_Your instructions_. Count how many lines of the data below contain the string "each"; the reply should be that number alone.

── Information given ──

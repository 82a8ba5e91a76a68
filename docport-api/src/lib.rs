//! docport public API: the document record model and the reader/writer
//! contract every backend implements.
//!
//! A migration run streams [`Record`]s out of one [`DocumentReader`] and
//! into one [`DocumentWriter`], single-threaded and single-pass. This crate
//! holds only the types and traits of that contract; the format backends
//! live in `docport-formats` and the driver in `docport`.

mod error;

use serde_json::{Map, Value};

pub use error::{Error, Result};

/// Id prefix that marks a record as a design document.
///
/// Design documents are routed to a `design_docs/` subtree by the
/// directory and ZIP backends and counted separately by the driver.
pub const DESIGN_PREFIX: &str = "_design/";

/// A single document flowing through a migration pipeline.
///
/// `value` is the document body as a top-level JSON object. Keys beginning
/// with `_` are reserved for store metadata (`_id`, `_rev`, ...) and are
/// stripped when a record enters the pipeline through
/// [`Record::from_source`]. The `id` itself may begin with `_`
/// (design documents do).
#[derive(Debug, Clone, PartialEq)]
pub struct Record {
    pub id: String,
    pub value: Map<String, Value>,
}

impl Record {
    /// Creates a record without source sanitization.
    ///
    /// Intended for programmatic construction; readers use
    /// [`Record::from_source`].
    pub fn new(id: impl Into<String>, value: Map<String, Value>) -> Self {
        Self {
            id: id.into(),
            value,
        }
    }

    /// Creates a record from data read out of a source.
    ///
    /// Rejects an empty id and drops every top-level key of `value` that
    /// begins with `_`. Nested keys are left alone.
    ///
    /// # Errors
    ///
    /// Returns [`Error::EmptyDocId`] if `id` is empty.
    pub fn from_source(id: impl Into<String>, value: Map<String, Value>) -> Result<Self> {
        let id = id.into();
        if id.is_empty() {
            return Err(Error::EmptyDocId);
        }
        let value = value
            .into_iter()
            .filter(|(key, _)| !key.starts_with('_'))
            .collect();
        Ok(Self { id, value })
    }

    /// Whether this record is a design document (`_design/` id prefix).
    #[inline]
    pub fn is_design(&self) -> bool {
        self.id.starts_with(DESIGN_PREFIX)
    }
}

/// Produces a lazy, finite sequence of records from a source.
///
/// Construction is restartable (building a second reader over the same
/// source yields the same set); iteration is not. Normal exhaustion is
/// signalled by `Ok(None)`, never by an error.
pub trait DocumentReader {
    /// Returns the next record, or `Ok(None)` once the source is exhausted.
    ///
    /// A malformed row or an I/O failure aborts iteration with an error;
    /// there is no skip-and-continue.
    fn next_record(&mut self) -> Result<Option<Record>>;

    /// Iterator adapter over [`next_record`](Self::next_record).
    ///
    /// The iterator fuses after the first error or after exhaustion.
    fn records(&mut self) -> Records<'_, Self>
    where
        Self: Sized,
    {
        Records {
            reader: self,
            done: false,
        }
    }
}

/// Consumes records one at a time, persisting each to a destination.
///
/// Writes carry no batching or transactionality guarantee: each one is
/// independent and any failure propagates synchronously to the caller.
pub trait DocumentWriter {
    /// Persists one record.
    fn write(&mut self, record: &Record) -> Result<()>;

    /// Completes the destination.
    ///
    /// Backends that buffer (CSV) or need a closing structure (ZIP central
    /// directory) override this; for everything else it is a no-op. The
    /// migrate driver calls it once after the last write.
    fn finish(&mut self) -> Result<()> {
        Ok(())
    }
}

impl<R: DocumentReader + ?Sized> DocumentReader for Box<R> {
    fn next_record(&mut self) -> Result<Option<Record>> {
        (**self).next_record()
    }
}

impl<W: DocumentWriter + ?Sized> DocumentWriter for Box<W> {
    fn write(&mut self, record: &Record) -> Result<()> {
        (**self).write(record)
    }

    fn finish(&mut self) -> Result<()> {
        (**self).finish()
    }
}

/// Iterator over a reader's records, created by [`DocumentReader::records`].
pub struct Records<'a, R: DocumentReader> {
    reader: &'a mut R,
    done: bool,
}

impl<R: DocumentReader> Iterator for Records<'_, R> {
    type Item = Result<Record>;

    fn next(&mut self) -> Option<Self::Item> {
        if self.done {
            return None;
        }
        match self.reader.next_record() {
            Ok(Some(record)) => Some(Ok(record)),
            Ok(None) => {
                self.done = true;
                None
            }
            Err(err) => {
                self.done = true;
                Some(Err(err))
            }
        }
    }
}

#[cfg(test)]
mod tests {
    use super::*;
    use serde_json::json;

    fn obj(value: Value) -> Map<String, Value> {
        match value {
            Value::Object(map) => map,
            other => panic!("expected object, got {other}"),
        }
    }

    #[test]
    fn from_source_strips_underscore_keys() {
        let record = Record::from_source(
            "beer_1",
            obj(json!({"_id": "beer_1", "_rev": "1-abc", "name": "pale", "abv": 5.2})),
        )
        .unwrap();

        assert_eq!(record.id, "beer_1");
        assert_eq!(record.value.len(), 2);
        assert_eq!(record.value["name"], json!("pale"));
        assert_eq!(record.value["abv"], json!(5.2));
    }

    #[test]
    fn from_source_keeps_nested_underscore_keys() {
        let record = Record::from_source("d", obj(json!({"outer": {"_inner": 1}}))).unwrap();
        assert_eq!(record.value["outer"], json!({"_inner": 1}));
    }

    #[test]
    fn from_source_rejects_empty_id() {
        let err = Record::from_source("", Map::new()).unwrap_err();
        assert!(matches!(err, Error::EmptyDocId));
    }

    #[test]
    fn design_detection() {
        let design = Record::new("_design/views", Map::new());
        let doc = Record::new("_designer", Map::new());
        assert!(design.is_design());
        assert!(!doc.is_design());
    }

    struct StaticReader {
        items: Vec<Result<Record>>,
    }

    impl DocumentReader for StaticReader {
        fn next_record(&mut self) -> Result<Option<Record>> {
            if self.items.is_empty() {
                Ok(None)
            } else {
                self.items.remove(0).map(Some)
            }
        }
    }

    #[test]
    fn records_iterator_fuses_after_error() {
        let mut reader = StaticReader {
            items: vec![
                Ok(Record::new("a", Map::new())),
                Err(Error::Source("broken row".into())),
                Ok(Record::new("b", Map::new())),
            ],
        };

        let collected: Vec<_> = reader.records().collect();
        assert_eq!(collected.len(), 2);
        assert!(collected[0].is_ok());
        assert!(collected[1].is_err());
    }
}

───

_Response for this exercise_. 2